Dorian Pimpernel – Allombon

Nul besoin d’exagération pour affirmer qu’Allombon est une véritable bénédiction. Pour commencer, il y a cet univers onirique parfaitement cohérent : l’obsession de la pop des 60’s et de la pop moderne aux beaux claviers ; un nom qui évoque Le Portrait De Dorian Gray (1890) et Nicolas Et Pimprenelle, un dessin beau et tragique d’une femme au teint de Pierrot en guise de pochette signée par l’Italienne Silvia Idili. Si tous ces éléments fortement évocateurs et astucieusement revisités ne laissent pas immédiatement présager d’un chef-d’œuvre, ils témoignent immanquablement d’un très bon goût. Surtout, il y a ce jeu de références, de relectures savantes, des instrumentations claires et délicieusement farfelues qui surprennent à tous les instants sans jamais sacrifier la beauté mélodique. Chez Dorian Pimpernel, il y a aussi des rencontres charmantes bien qu’attendues. The High Llamas côtoie les Beatles ; Broadcast n’est jamais très loin de The United States Of America et de John Barry ; la basse de Stereolab flirte avec The Free Design (Teorema) ; Pram conte fleurette à The Kinks et à David Hemmings.
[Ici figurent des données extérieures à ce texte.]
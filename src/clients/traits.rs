use async_trait::async_trait;
use serde_json::Value;

use crate::clients::types::{
    ApiQuery, AuthUser, Document, Order, Predicate, Prediction, ResolvedAddress, SignUpFields,
};
use crate::error::Result;
use crate::models::{ListingRecord, MediaRef};

/// Authentication provider (sign-in, session, token issuance)
#[async_trait]
pub trait AuthClient: Send + Sync {
    async fn sign_in(&self, email: &str, password: &str) -> Result<AuthUser>;

    async fn sign_up(&self, fields: &SignUpFields) -> Result<AuthUser>;

    async fn current_user(&self) -> Option<AuthUser>;

    /// Bearer token for the signed-in user, `None` when anonymous
    async fn get_token(&self) -> Result<Option<String>>;

    async fn sign_out(&self) -> Result<()>;
}

/// Document database holding listings and user profiles
#[async_trait]
pub trait RecordStore: Send + Sync {
    /// Fails with `Error::NotFound` when the document does not exist
    async fn get(&self, collection: &str, id: &str) -> Result<Document>;

    async fn query(
        &self,
        collection: &str,
        predicates: &[Predicate],
        order: Option<&Order>,
        limit: Option<usize>,
    ) -> Result<Vec<Document>>;

    /// Returns the id of the new document
    async fn create(&self, collection: &str, data: Value) -> Result<String>;

    /// Merge `patch` into the document; keys may be dotted paths
    async fn update(&self, collection: &str, id: &str, patch: Value) -> Result<()>;

    async fn delete(&self, collection: &str, id: &str) -> Result<()>;
}

/// Companion REST API serving pre-filtered listing pages
#[async_trait]
pub trait ListingsApi: Send + Sync {
    async fn list(&self, query: &ApiQuery, bearer: Option<&str>) -> Result<Vec<ListingRecord>>;
}

/// Image host; turns a local photo into a durable URL
#[async_trait]
pub trait MediaUploader: Send + Sync {
    async fn upload(&self, media: &MediaRef) -> Result<String>;
}

#[async_trait]
pub trait PlaceAutocomplete: Send + Sync {
    async fn autocomplete(&self, text: &str, country: &str) -> Result<Vec<Prediction>>;

    async fn details(&self, place_id: &str) -> Result<ResolvedAddress>;
}

/// Small persisted string store backing the listings cache
#[async_trait]
pub trait KeyValueStore: Send + Sync {
    async fn get(&self, key: &str) -> Result<Option<String>>;

    async fn set(&self, key: &str, value: &str) -> Result<()>;

    async fn remove(&self, key: &str) -> Result<()>;
}
use serde::{Deserialize, Serialize};
use serde_json::Value;

use crate::models::Coordinates;

/// Signed-in user as reported by the auth provider
#[derive(Debug, Clone, Serialize, Deserialize, PartialEq)]
pub struct AuthUser {
    pub id: String,
    pub display_name: Option<String>,
    pub email: String,
    pub photo_url: Option<String>,
}

/// Fields collected by the sign-up form
#[derive(Debug, Clone, Serialize, Deserialize)]
pub struct SignUpFields {
    pub email: String,
    pub password: String,
    pub display_name: String,
}

/// A stored document and its id
#[derive(Debug, Clone, PartialEq)]
pub struct Document {
    pub id: String,
    pub data: Value,
}

impl Document {
    /// Deserialize the document body, carrying the id into an `id` field
    pub fn into_typed<T: serde::de::DeserializeOwned>(self) -> serde_json::Result<T> {
        let mut data = self.data;
        if let Value::Object(map) = &mut data {
            map.insert("id".to_string(), Value::String(self.id));
        }
        serde_json::from_value(data)
    }
}

/// Equality constraint on a dotted field path (e.g. `metadata.userId`)
#[derive(Debug, Clone, PartialEq)]
pub struct Predicate {
    pub field: String,
    pub value: Value,
}

impl Predicate {
    pub fn equals(field: &str, value: impl Into<Value>) -> Self {
        Self {
            field: field.to_string(),
            value: value.into(),
        }
    }
}

#[derive(Debug, Clone, PartialEq)]
pub struct Order {
    pub field: String,
    pub descending: bool,
}

impl Order {
    pub fn desc(field: &str) -> Self {
        Self {
            field: field.to_string(),
            descending: true,
        }
    }

    pub fn asc(field: &str) -> Self {
        Self {
            field: field.to_string(),
            descending: false,
        }
    }
}

/// Parameters of `GET /api/listings`
#[derive(Debug, Clone, PartialEq)]
pub struct ApiQuery {
    pub page: u32,
    pub limit: u32,
    pub params: Vec<(&'static str, String)>,
}

/// One autocomplete suggestion
#[derive(Debug, Clone, Serialize, Deserialize, PartialEq)]
pub struct Prediction {
    pub place_id: String,
    pub description: String,
}

/// Structured address of a place, already mapped onto the listing's location fields
#[derive(Debug, Clone, Serialize, Deserialize, PartialEq, Default)]
pub struct ResolvedAddress {
    pub street: String,
    pub postal_code: String,
    pub city: String,
    pub country: String,
    pub coordinates: Option<Coordinates>,
}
Dans cette partie fine magique se retrouvent parfois des associations inouïes.

Inutile de faire l’inventaire des détails – une once de Melody Nelson (1971) de Gainsbourg par-ci, une pointe Tago Mago (1971) de Can par-là –, mais par exemple, lorsque la mélodie vocale d’Existential Suit entre sur un clavecin synthétique et désarticulé, une couleur semble tomber du ciel. Il est d’ailleurs assez curieux de constater à quel point Jérémie Orsel et sa bande évitent toujours soigneusement, par une sorte de syntaxe tout à fait secrète, la vulgarité des poncifs tout en citant des fragments de phrases musicales qui pourraient paraître communs (comme le lancinant accord de piano sur A Drowsy Waltz). Avec son musée d’instruments vintage, le quatuor ne se contente pas d’accomplir l’exercice périlleux de faire du neuf avec du vieux, il apporte sa touche singulière et évite le principal écueil sur lequel s’échouent bon nombre de formations partageant les mêmes goûts. Alors que celles-ci sont effrayées par leur ombre et s’empressent de combler tout éclair de singularité par une nouvelle citation, Dorian Pimpernel ne singe personne. Contrairement aux hits scolaires et anxieux de Jacco Gardner (avec lequel le quatuor partage néanmoins de nombreuses références), Ovlar E, Coodooce Melopia et Alephant prennent le temps de vivre, de respirer et de trouver une voie qui leur est propre. La promesse du EP Teorema est bien tenue : Dorian Pimpernel est un grand groupe car c’est aussi l’un des seuls soucieux du détail.

N.B. Dorian Pimpernel fêtera la sortie d’Allombon ce vendredi 16 mai au Point Éphémère (Paris) avec Julien Gasc et Forever Pavot.